Restituire fiducia al ciclo del credito resta elemento primario e trainante per dare dinamismo alle fluttuazioni dell’economia (già nel 1873 Walter Bagehot aveva descritto con lucidità i meccanismi amplificatori del credito – si legga il suo Lombard Street). Soprattutto in presenza di un’economia reale in stato di emergenza, impegnata a sfoltire, a snellire le strutture pesanti, a rinnovare e innovare processi e prodotti.

Volendo indicare un approccio di tendenza si può sussurrare che si va verso un’economia della densità promossa da grandi consolidatori (pubblici più che privati) che daranno vita a nuovi scenari d’integrazione. Con il rischio che accanto alle tradizionali categorie di diritti si costituiscano nuove categorie di pseudo-diritti collegate ai sussidi e alle altre forme d’intervento pubblico (le banche privilegiano già l’utilizzo del denaro fresco sul versante della patrimonializzazione, più che su quello del credito).
Dovrebbero essere tutti consapevoli che dal forte indebitamento si rientra alzando e controllando l’inflazione con metodi virtuosi, intraprendendo un’opera moralizzatrice dei consumi, creando una nuova gerarchia di valori competitivi e identitari.
Si profilano nuove, imponenti aggregazioni di capitali e tecnologie che condurranno ad una profonda riorganizzazione della divisione internazionale del lavoro.

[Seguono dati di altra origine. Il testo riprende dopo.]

// HTTP response utilities for JSON, HTML and SVG with optional Brotli encoding
use async_compression::tokio::bufread::BrotliEncoder;
use axum::{
    body::Body,
    http::{HeaderMap, HeaderValue, Response, StatusCode, header},
};
use serde::Serialize;
use tokio::io::AsyncReadExt;

pub const JSON: &str = "application/json";
pub const HTML: &str = "text/html; charset=utf-8";
pub const SVG: &str = "image/svg+xml";

/// Whether the client advertised `br` in `Accept-Encoding`.
pub fn accepts_brotli(headers: &HeaderMap) -> bool {
    headers
        .get(header::ACCEPT_ENCODING)
        .and_then(|v| v.to_str().ok())
        .map(|s| s.split(',').any(|enc| enc.trim().starts_with("br")))
        .unwrap_or(false)
}

pub async fn brotli(bytes: Vec<u8>) -> Result<Vec<u8>, std::io::Error> {
    let cursor = std::io::Cursor::new(bytes);
    let mut encoder = BrotliEncoder::new(cursor);
    let mut compressed = Vec::new();
    encoder.read_to_end(&mut compressed).await?;
    Ok(compressed)
}

/// Build a response body, compressing it with Brotli when requested
pub async fn encoded_response(
    bytes: Vec<u8>,
    content_type: &'static str,
    compress: bool,
) -> Result<Response<Body>, StatusCode> {
    let (body_bytes, content_encoding) = if compress {
        let original = bytes.len();
        let compressed = brotli(bytes).await.map_err(|e| {
            tracing::error!(error = %e, "Brotli compression failed");
            StatusCode::INTERNAL_SERVER_ERROR
        })?;
        tracing::debug!(original, compressed = compressed.len(), "compressed response");
        (compressed, Some("br"))
    } else {
        (bytes, None)
    };

    let mut response_builder = Response::builder()
        .status(StatusCode::OK)
        .header(header::CONTENT_TYPE, content_type)
        .header(header::CONTENT_LENGTH, HeaderValue::from(body_bytes.len()));

    if let Some(encoding) = content_encoding {
        response_builder = response_builder
            .header(header::CONTENT_ENCODING, encoding)
            .header(header::VARY, "accept-encoding");
    }

    response_builder.body(Body::from(body_bytes)).map_err(|e| {
        tracing::error!(error = %e, "response build failed");
        StatusCode::INTERNAL_SERVER_ERROR
    })
}

pub async fn json_response<T: Serialize>(
    data: &T,
    compress: bool,
) -> Result<Response<Body>, StatusCode> {
    let bytes = serde_json::to_vec(data).map_err(|e| {
        tracing::error!(error = %e, "JSON serialization failed");
        StatusCode::INTERNAL_SERVER_ERROR
    })?;
    encoded_response(bytes, JSON, compress).await
}

#[cfg(test)]
mod tests {
    use super::*;

    #[test]
    fn test_accepts_brotli() {
        let mut headers = HeaderMap::new();
        assert!(!accepts_brotli(&headers));
        headers.insert(header::ACCEPT_ENCODING, HeaderValue::from_static("gzip, br;q=0.9"));
        assert!(accepts_brotli(&headers));
        headers.insert(header::ACCEPT_ENCODING, HeaderValue::from_static("gzip, deflate"));
        assert!(!accepts_brotli(&headers));
    }

    #[tokio::test]
    async fn test_encoded_response_headers() {
        let plain = encoded_response(b"hello".to_vec(), SVG, false).await.unwrap();
        assert_eq!(plain.headers()[header::CONTENT_LENGTH], "5");
        assert!(plain.headers().get(header::CONTENT_ENCODING).is_none());

        let compressed = json_response(&serde_json::json!({"ok": true}), true).await.unwrap();
        assert_eq!(compressed.headers()[header::CONTENT_ENCODING], "br");
        assert_eq!(compressed.headers()[header::CONTENT_TYPE], JSON);
    }
}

Si uscirà dalla cristallizzazione del potere, ma già circolano e restano sospese alcune domande rilevanti.

Lapaola

Lapaola


I talenti governativi che elaborano i progetti d’intervento per banche e imprese lavorano per l’affermazione dello Stato-Mercato o per l’ampliamento dello Stato-Apparato? Prevarranno i restauratori (neo-corporativi o neo-collettivisti) o i riformatori liberal di un’economia drogata? Gli uffici di vigilanza delle Banche centrali avranno poteri di controllo sul denaro “di emergenza” impegnato nelle operazioni di salvataggio?

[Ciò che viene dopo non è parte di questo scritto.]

// Line, area, sparkline, bar and mixed bar+line renderers
use super::{Drawing, Paint, Shape, Style, TextAnchor, positive_or};
use crate::domain::geometry::{
    PathCommand, Point, Rect, TickSet, clamp, generate_nice_ticks, points_to_path,
};
use crate::domain::series::{Series, max_with_floor, sanitize};
use crate::domain::theme::ThemeToken;
use serde::{Deserialize, Serialize};

const AXIS_PAD_X: f64 = 30.0;
const AXIS_PAD_Y: f64 = 20.0;
const MAX_X_LABELS: usize = 7;
const BAR_PAD: f64 = 14.0;
const BAR_GAP: f64 = 8.0;
const MIXED_PAD: f64 = 40.0;
const MIXED_HEADROOM: f64 = 20.0;
const SPARK_PAD: f64 = 4.0;

#[derive(Debug, Clone, PartialEq, Serialize, Deserialize)]
#[serde(default)]
pub struct LineSpec {
    pub data: Series,
    pub labels: Vec<String>,
    pub width: f64,
    pub height: f64,
}

impl Default for LineSpec {
    fn default() -> Self {
        Self {
            data: Vec::new(),
            labels: Vec::new(),
            width: 320.0,
            height: 140.0,
        }
    }
}

impl LineSpec {
    pub fn normalized(self) -> Self {
        let defaults = Self::default();
        Self {
            data: sanitize(&self.data),
            labels: self.labels,
            width: positive_or(self.width, defaults.width),
            height: positive_or(self.height, defaults.height),
        }
    }
}

/// Plot area of an axis-decorated line/area chart.
struct AxisFrame {
    width: f64,
    height: f64,
    graph_width: f64,
    graph_height: f64,
    nice_max: f64,
}

impl AxisFrame {
    fn new(spec: &LineSpec) -> (Self, TickSet) {
        let data_max = spec.data.iter().copied().fold(f64::MIN, f64::max);
        let nice = generate_nice_ticks(data_max);
        let frame = Self {
            width: spec.width,
            height: spec.height,
            graph_width: spec.width - AXIS_PAD_X,
            graph_height: spec.height - AXIS_PAD_Y,
            nice_max: nice.nice_max,
        };
        let ticks = TickSet::project(&nice, |v| frame.y(v));
        (frame, ticks)
    }

    fn x(&self, index: usize, count: usize) -> f64 {
        let span = self.graph_width - 10.0;
        if count <= 1 {
            return AXIS_PAD_X + 5.0 + span / 2.0;
        }
        (index as f64 / (count - 1) as f64) * span + AXIS_PAD_X + 5.0
    }

    fn y(&self, value: f64) -> f64 {
        let ratio = clamp(value / self.nice_max, 0.0, 1.0);
        self.graph_height - ratio * (self.graph_height - 10.0) - 5.0
    }

    fn points(&self, data: &[f64]) -> Vec<Point> {
        data.iter()
            .enumerate()
            .map(|(i, v)| Point::new(self.x(i, data.len()), self.y(*v)))
            .collect()
    }

    fn decorations(&self, ticks: &TickSet, labels: &[String]) -> (Vec<Shape>, Vec<Shape>) {
        let mut grid = Vec::with_capacity(ticks.ticks.len() * 2);
        for tick in &ticks.ticks {
            grid.push(Shape::Text {
                at: Point::new(AXIS_PAD_X - 8.0, tick.position + 4.0),
                content: format_tick(tick.value),
                size: 10.0,
                anchor: TextAnchor::End,
                style: Style::fill(Paint::Token(ThemeToken::Subtext)),
            });
            grid.push(Shape::Line {
                from: Point::new(AXIS_PAD_X, tick.position),
                to: Point::new(self.width, tick.position),
                style: Style::stroke(Paint::Token(ThemeToken::Border), 0.5),
            });
        }

        let interval = labels.len().div_ceil(MAX_X_LABELS).max(1);
        let x_labels = labels
            .iter()
            .enumerate()
            .filter(|(i, _)| *i == 0 || i % interval == 0 || *i == labels.len() - 1)
            .map(|(i, label)| Shape::Text {
                at: Point::new(self.x(i, labels.len()), self.height - 5.0),
                content: label.clone(),
                size: 10.0,
                anchor: TextAnchor::Middle,
                style: Style::fill(Paint::Token(ThemeToken::Subtext)),
            })
            .collect();
        (grid, x_labels)
    }
}

fn format_tick(value: f64) -> String {
    if value.fract() == 0.0 {
        format!("{}", value as i64)
    } else {
        format!("{}", value)
    }
}

/// Drawing-space points of a line/area series, scaled against the nice axis ceiling.
#[cfg(test)]
pub fn line_points(spec: &LineSpec) -> Vec<Point> {
    let (frame, _) = AxisFrame::new(spec);
    frame.points(&spec.data)
}

pub fn render_line(spec: &LineSpec) -> Drawing {
    if spec.data.is_empty() {
        return Drawing::placeholder(spec.width, spec.height);
    }
    let (frame, ticks) = AxisFrame::new(spec);
    let path = points_to_path(&frame.points(&spec.data));
    let (mut shapes, labels) = frame.decorations(&ticks, &spec.labels);

    shapes.push(Shape::Path {
        path: path.clone(),
        style: Style::stroke(Paint::Token(ThemeToken::MidBlue), 3.0).with_opacity(0.12),
    });
    shapes.push(Shape::Path {
        path,
        style: Style::stroke(Paint::Token(ThemeToken::AccentBlue), 2.0),
    });
    shapes.extend(labels);

    Drawing {
        width: spec.width,
        height: spec.height,
        shapes,
    }
}

pub fn render_area(spec: &LineSpec) -> Drawing {
    if spec.data.is_empty() {
        return Drawing::placeholder(spec.width, spec.height);
    }
    let (frame, ticks) = AxisFrame::new(spec);
    let top = points_to_path(&frame.points(&spec.data));
    let baseline = spec.height - AXIS_PAD_Y;
    let outline = top.extended([
        PathCommand::LineTo(Point::new(spec.width, baseline)),
        PathCommand::LineTo(Point::new(AXIS_PAD_X, baseline)),
        PathCommand::Close,
    ]);
    let (mut shapes, labels) = frame.decorations(&ticks, &spec.labels);

    shapes.push(Shape::Path {
        path: outline,
        style: Style::fill(Paint::Token(ThemeToken::AccentGreen)).with_fill_opacity(0.45),
    });
    shapes.push(Shape::Path {
        path: top,
        style: Style::stroke(Paint::Token(ThemeToken::DarkGreen), 1.25),
    });
    shapes.extend(labels);

    Drawing {
        width: spec.width,
        height: spec.height,
        shapes,
    }
}

#[derive(Debug, Clone, PartialEq, Serialize, Deserialize)]
#[serde(default)]
pub struct SparklineSpec {
    pub data: Series,
    pub width: f64,
    pub height: f64,
}

impl Default for SparklineSpec {
    fn default() -> Self {
        Self {
            data: Vec::new(),
            width: 140.0,
            height: 36.0,
        }
    }
}

impl SparklineSpec {
    pub fn normalized(self) -> Self {
        let defaults = Self::default();
        Self {
            data: sanitize(&self.data),
            width: positive_or(self.width, defaults.width),
            height: positive_or(self.height, defaults.height),
        }
    }
}

/// Min-max normalised points; a flat series sits on the bottom line.
pub fn sparkline_points(spec: &SparklineSpec) -> Vec<Point> {
    let (w, h) = (spec.width, spec.height);
    let min = spec.data.iter().copied().fold(f64::INFINITY, f64::min);
    let max = spec.data.iter().copied().fold(f64::NEG_INFINITY, f64::max);
    let range = if max - min > 0.0 { max - min } else { 1.0 };
    let intervals = spec.data.len().saturating_sub(1).max(1) as f64;

    spec.data
        .iter()
        .enumerate()
        .map(|(i, d)| {
            let x = (i as f64 / intervals) * (w - SPARK_PAD * 2.0) + SPARK_PAD;
            let y = h - ((d - min) / range) * (h - SPARK_PAD * 2.0) - SPARK_PAD;
            Point::new(x, y)
        })
        .collect()
}

pub fn render_sparkline(spec: &SparklineSpec) -> Drawing {
    let points = sparkline_points(spec);
    let Some(last) = points.last().copied() else {
        return Drawing::empty(spec.width, spec.height);
    };
    Drawing {
        width: spec.width,
        height: spec.height,
        shapes: vec![
            Shape::Path {
                path: points_to_path(&points),
                style: Style::stroke(Paint::Token(ThemeToken::AccentGreen), 2.0),
            },
            Shape::Circle {
                center: last,
                r: 3.0,
                style: Style::fill(Paint::Token(ThemeToken::AccentGreen)),
            },
        ],
    }
}

#[derive(Debug, Clone, PartialEq, Serialize, Deserialize)]
#[serde(default)]
pub struct BarSpec {
    pub data: Series,
    pub width: f64,
    pub height: f64,
}

impl Default for BarSpec {
    fn default() -> Self {
        Self {
            data: Vec::new(),
            width: 320.0,
            height: 140.0,
        }
    }
}

impl BarSpec {
    pub fn normalized(self) -> Self {
        let defaults = Self::default();
        Self {
            data: sanitize(&self.data),
            width: positive_or(self.width, defaults.width),
            height: positive_or(self.height, defaults.height),
        }
    }
}

/// Bar rectangles; heights are `value / max(series, 1)` of the plot height.
pub fn bar_rects(spec: &BarSpec) -> Vec<Rect> {
    let count = spec.data.len().max(1) as f64;
    let bar_width = ((spec.width - BAR_PAD * 2.0) / count - BAR_GAP).max(0.0);
    let max = max_with_floor(&spec.data, 1.0);
    let plot_height = spec.height - BAR_PAD * 2.0;

    spec.data
        .iter()
        .enumerate()
        .map(|(i, v)| {
            let bar_height = clamp(v / max, 0.0, 1.0) * plot_height;
            Rect::new(
                BAR_PAD + i as f64 * (bar_width + BAR_GAP),
                spec.height - BAR_PAD - bar_height,
                bar_width,
                bar_height,
            )
        })
        .collect()
}

pub fn render_bar(spec: &BarSpec) -> Drawing {
    Drawing {
        width: spec.width,
        height: spec.height,
        shapes: bar_rects(spec)
            .into_iter()
            .map(|rect| Shape::Rect {
                rect,
                rx: 4.0,
                style: Style::fill(Paint::Token(ThemeToken::BarPrimary)),
            })
            .collect(),
    }
}

#[derive(Debug, Clone, PartialEq, Serialize, Deserialize)]
#[serde(default)]
pub struct MixedSpec {
    pub bars: Series,
    pub line: Series,
    pub width: f64,
    pub height: f64,
}

impl Default for MixedSpec {
    fn default() -> Self {
        Self {
            bars: Vec::new(),
            line: Vec::new(),
            width: 700.0,
            height: 220.0,
        }
    }
}

impl MixedSpec {
    pub fn normalized(self) -> Self {
        let defaults = Self::default();
        Self {
            bars: sanitize(&self.bars),
            line: sanitize(&self.line),
            width: positive_or(self.width, defaults.width),
            height: positive_or(self.height, defaults.height),
        }
    }
}

/// Bars and line are scaled independently, each against its own maximum.
pub fn mixed_geometry(spec: &MixedSpec) -> (Vec<Rect>, Vec<Point>) {
    let (w, h) = (spec.width, spec.height);
    let plot_height = h - MIXED_PAD - MIXED_HEADROOM;
    let bar_width = ((w - MIXED_PAD * 2.0) / spec.bars.len().max(1) as f64 - BAR_GAP).max(0.0);
    let bar_max = max_with_floor(&spec.bars, 1.0);
    let line_max = max_with_floor(&spec.line, 1.0);

    let rects = spec
        .bars
        .iter()
        .enumerate()
        .map(|(i, v)| {
            let bar_height = clamp(v / bar_max, 0.0, 1.0) * plot_height;
            Rect::new(
                MIXED_PAD + i as f64 * (bar_width + BAR_GAP),
                h - MIXED_PAD - bar_height,
                bar_width,
                bar_height,
            )
        })
        .collect();

    let step = (w - MIXED_PAD * 2.0) / spec.line.len().saturating_sub(1).max(1) as f64;
    let points = spec
        .line
        .iter()
        .enumerate()
        .map(|(i, v)| {
            Point::new(
                MIXED_PAD + i as f64 * step,
                h - MIXED_PAD - clamp(v / line_max, 0.0, 1.0) * plot_height,
            )
        })
        .collect();

    (rects, points)
}

pub fn render_mixed(spec: &MixedSpec) -> Drawing {
    let (rects, points) = mixed_geometry(spec);
    let mut shapes: Vec<Shape> = rects
        .into_iter()
        .map(|rect| Shape::Rect {
            rect,
            rx: 3.0,
            style: Style::fill(Paint::Token(ThemeToken::BarSecondary)),
        })
        .collect();
    if !points.is_empty() {
        shapes.push(Shape::Path {
            path: points_to_path(&points),
            style: Style::stroke(Paint::Token(ThemeToken::AccentBlue), 3.0),
        });
    }
    Drawing {
        width: spec.width,
        height: spec.height,
        shapes,
    }
}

Alcuni paletti per la partecipazione, la durata, la trasparenza degli interventi si rendono necessari. Quando si nazionalizza per sanare, per restituire redditività alle imprese e poi vendere, si fa una normale operazione di mercato. In ossequio ad una pragmatica e virtuosa alternanza Stato/Mercato, estranea a ideologiche esaltazioni di statalismo o mercatismo. Due espressioni fondamentaliste che continuano ad avere forti capacità seduttive.
L’occasione resta unica e originale anche per delineare un nuovo modello di sviluppo, tenendo nella dovuta considerazione una duplice esigenza: riqualificare e rinnovare il parco delle offerte e dare valore etico alla selezione dei consumi. Possiamo considerare maturo il bene automobile? Con quali alternative di mercato? Possiamo utilizzare su vasta scala fonti energetiche sostitutive del petrolio e dei suoi derivati? Possiamo ridimensionare l’uso smodato delle plastiche e utilizzare prodotti chimici “neutri”, a tasso zero d’impatto ambientale?

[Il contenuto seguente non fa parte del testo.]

// Dashboard service - Use cases over the layout engine and section board
use crate::application::analytics_repository::AnalyticsRepository;
use crate::application::section_board::{SectionBoard, Settled};
use crate::domain::charts::Drawing;
use crate::domain::layout::{
    ColumnId, DragEvent, DragState, DropOutcome, DropTarget, Layout, LayoutEngine, Overlay,
};
use crate::domain::section::{SectionId, SectionKind, SectionStatus, Timeframe};
use crate::domain::theme::ThemeName;
use serde::Serialize;
use std::sync::Arc;
use tokio::sync::Mutex;

#[derive(Debug, Clone, PartialEq, Serialize)]
pub struct SectionView {
    pub id: SectionId,
    pub title: &'static str,
    pub subtitle: &'static str,
    pub status: SectionStatus,
}

#[derive(Debug, Clone, PartialEq, Serialize)]
pub struct LayoutView {
    pub layout: Layout,
    pub drag: DragState,
    pub candidate: Option<DropTarget>,
    pub overlay: Option<Overlay>,
}

#[derive(Debug, Clone, PartialEq, Serialize)]
pub struct EventsResult {
    pub outcomes: Vec<DropOutcome>,
    #[serde(flatten)]
    pub view: LayoutView,
}

/// A section as placed on the page, with its rendered charts.
#[derive(Debug, Clone)]
pub struct Panel {
    pub view: SectionView,
    pub drawings: Vec<Drawing>,
}

#[derive(Debug, Clone)]
pub struct PageModel {
    pub theme: ThemeName,
    pub columns: Vec<(ColumnId, Vec<Panel>)>,
}

pub struct DashboardService {
    engine: Mutex<LayoutEngine>,
    board: SectionBoard,
    theme: ThemeName,
}

impl DashboardService {
    pub fn new(repository: Arc<dyn AnalyticsRepository>, theme: ThemeName) -> Self {
        Self {
            engine: Mutex::new(LayoutEngine::default()),
            board: SectionBoard::new(repository),
            theme,
        }
    }

    pub fn theme(&self) -> ThemeName {
        self.theme
    }

    pub fn board(&self) -> &SectionBoard {
        &self.board
    }

    /// Fresh page: default layout and a reload of every section. Fetches
    /// already in flight for another request are joined, not restarted.
    pub async fn page_load(&self) -> PageModel {
        self.engine.lock().await.reset();
        let pending = self.board.load_all().await;
        futures::future::join_all(pending.into_iter().map(|(_, settled)| settled.wait())).await;
        self.page().await
    }

    pub async fn page(&self) -> PageModel {
        let layout = self.engine.lock().await.layout().clone();
        let mut columns = Vec::with_capacity(ColumnId::ALL.len());
        for column in ColumnId::ALL {
            let mut panels = Vec::new();
            for kind in layout.column(column).iter().filter_map(SectionKind::from_id) {
                panels.push(Panel {
                    view: self.section(kind).await,
                    drawings: self.board.drawings(kind).await,
                });
            }
            columns.push((column, panels));
        }
        PageModel {
            theme: self.theme,
            columns,
        }
    }

    pub async fn layout_view(&self) -> LayoutView {
        let engine = self.engine.lock().await;
        Self::view_of(&engine)
    }

    fn view_of(engine: &LayoutEngine) -> LayoutView {
        LayoutView {
            layout: engine.layout().clone(),
            drag: engine.drag_state().clone(),
            candidate: engine.candidate(),
            overlay: engine.overlay(),
        }
    }

    /// Applies events strictly in order under one lock.
    pub async fn apply_events(&self, events: Vec<DragEvent>) -> EventsResult {
        let mut engine = self.engine.lock().await;
        let outcomes = events.into_iter().map(|e| engine.handle(e)).collect();
        EventsResult {
            outcomes,
            view: Self::view_of(&engine),
        }
    }

    pub async fn section(&self, kind: SectionKind) -> SectionView {
        SectionView {
            id: kind.id(),
            title: kind.title(),
            subtitle: kind.subtitle(),
            status: self.board.status(kind).await,
        }
    }

    pub async fn section_drawings(&self, kind: SectionKind) -> Vec<Drawing> {
        self.board.drawings(kind).await
    }

    pub async fn retry(&self, kind: SectionKind) -> Settled {
        self.board.retry(kind).await
    }

    pub async fn set_timeframe(&self, timeframe: Timeframe) {
        self.board.set_timeframe(timeframe).await;
    }
}

#[cfg(test)]
mod tests {
    use super::*;
    use crate::application::analytics_repository::{Endpoint, FetchError};
    use crate::domain::layout::Modality;
    use async_trait::async_trait;
    use serde_json::{Value, json};

    struct EmptyRepository;

    #[async_trait]
    impl AnalyticsRepository for EmptyRepository {
        async fn fetch(&self, endpoint: Endpoint) -> Result<Value, FetchError> {
            match endpoint {
                Endpoint::Sources => Err(FetchError::Status {
                    status: 503,
                    body: String::new(),
                }),
                _ => Ok(json!({})),
            }
        }
    }

    fn service() -> DashboardService {
        DashboardService::new(Arc::new(EmptyRepository), ThemeName::Dark)
    }

    #[tokio::test]
    async fn test_page_load_resets_layout_and_loads_sections() {
        let service = service();
        service
            .apply_events(vec![
                DragEvent::Start {
                    active: "radar".into(),
                    modality: Modality::Pointer,
                },
                DragEvent::End {
                    active: None,
                    over: Some(crate::domain::layout::OverTarget::Column(ColumnId::Right)),
                },
            ])
            .await;
        assert_ne!(service.layout_view().await.layout, Layout::default_layout());

        let page = service.page_load().await;
        assert_eq!(service.layout_view().await.layout, Layout::default_layout());
        let left: Vec<SectionId> = page.columns[0].1.iter().map(|p| p.view.id.clone()).collect();
        assert_eq!(left, vec![SectionKind::Map.id(), SectionKind::Radar.id()]);

        let sources = page.columns[1]
            .1
            .iter()
            .find(|p| p.view.id == SectionKind::Sources.id())
            .unwrap();
        assert!(matches!(sources.view.status, SectionStatus::Failed { .. }));
        let radar = &page.columns[0].1[1];
        assert!(matches!(radar.view.status, SectionStatus::Ready(_)));
        assert_eq!(radar.drawings.len(), 1);
    }

    /// Answers every endpoint after a short delay.
    struct SlowRepository;

    #[async_trait]
    impl AnalyticsRepository for SlowRepository {
        async fn fetch(&self, _endpoint: Endpoint) -> Result<Value, FetchError> {
            tokio::time::sleep(std::time::Duration::from_millis(50)).await;
            Ok(json!({}))
        }
    }

    #[tokio::test]
    async fn test_overlapping_page_loads_both_render_ready() {
        let service = Arc::new(DashboardService::new(Arc::new(SlowRepository), ThemeName::Dark));
        let first = tokio::spawn({
            let service = service.clone();
            async move { service.page_load().await }
        });
        tokio::time::sleep(std::time::Duration::from_millis(10)).await;
        let second = tokio::spawn({
            let service = service.clone();
            async move { service.page_load().await }
        });

        for page in [first.await.unwrap(), second.await.unwrap()] {
            let statuses: Vec<&SectionStatus> = page
                .columns
                .iter()
                .flat_map(|(_, panels)| panels.iter().map(|p| &p.view.status))
                .collect();
            assert_eq!(statuses.len(), SectionKind::ALL.len());
            assert!(statuses.iter().all(|s| matches!(s, SectionStatus::Ready(_))));
        }
    }

    #[tokio::test]
    async fn test_apply_events_reports_each_outcome() {
        let service = service();
        let result = service
            .apply_events(vec![
                DragEvent::Start {
                    active: "map".into(),
                    modality: Modality::Pointer,
                },
                DragEvent::Cancel,
                DragEvent::Cancel,
            ])
            .await;
        assert_eq!(
            result.outcomes,
            vec![
                DropOutcome::Started {
                    section: "map".into()
                },
                DropOutcome::Cancelled,
                DropOutcome::Ignored,
            ]
        );
        assert_eq!(result.view.drag, DragState::Idle);
        assert!(result.view.overlay.is_none());
    }
}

Sono tematiche di primo piano da decenni, sempre accantonate per ragioni di benevolenza verso i poteri lobbistici. Adesso coinvolgono direttamente gli Stati, le loro espressioni governative, il loro modo di fare Impresa. Si può non condividere il manifesto della decrescita del francese Serge Latouche (Breve trattato sulla decrescita serena, Bollati Boringhieri, Torino, 2008), ma meritano considerazione alcune sue riflessioni sui paradossi della modernità insostenibile.
La sola manovra anticiclica risulta debole, fa pensare a provvedimenti tampone che possono produrre un ulteriore sperpero di denaro quando viene assegnato ad attività sulla via del tramonto.
La generale espansione della spesa pubblica suggerisce la ricerca di un livello minimo di coordinamento macroeconomico sovranazionale per dare input uniformi agli impieghi e alle discipline di bilancio. Fermo restando che ogni Paese dovrà attuare al suo interno una vasta gamma di relazioni di scambio con tutte le forze economiche, un do ut des giocato sul filo di qualche punto di Pil per dare ai mercati finanziari segnali precisi di riordino strutturale rigoroso, credibile, talvolta impopolare. Se non assume il significato di una parolaccia, potremmo parlare di una nuova etica del compromesso per politici e forze sociali.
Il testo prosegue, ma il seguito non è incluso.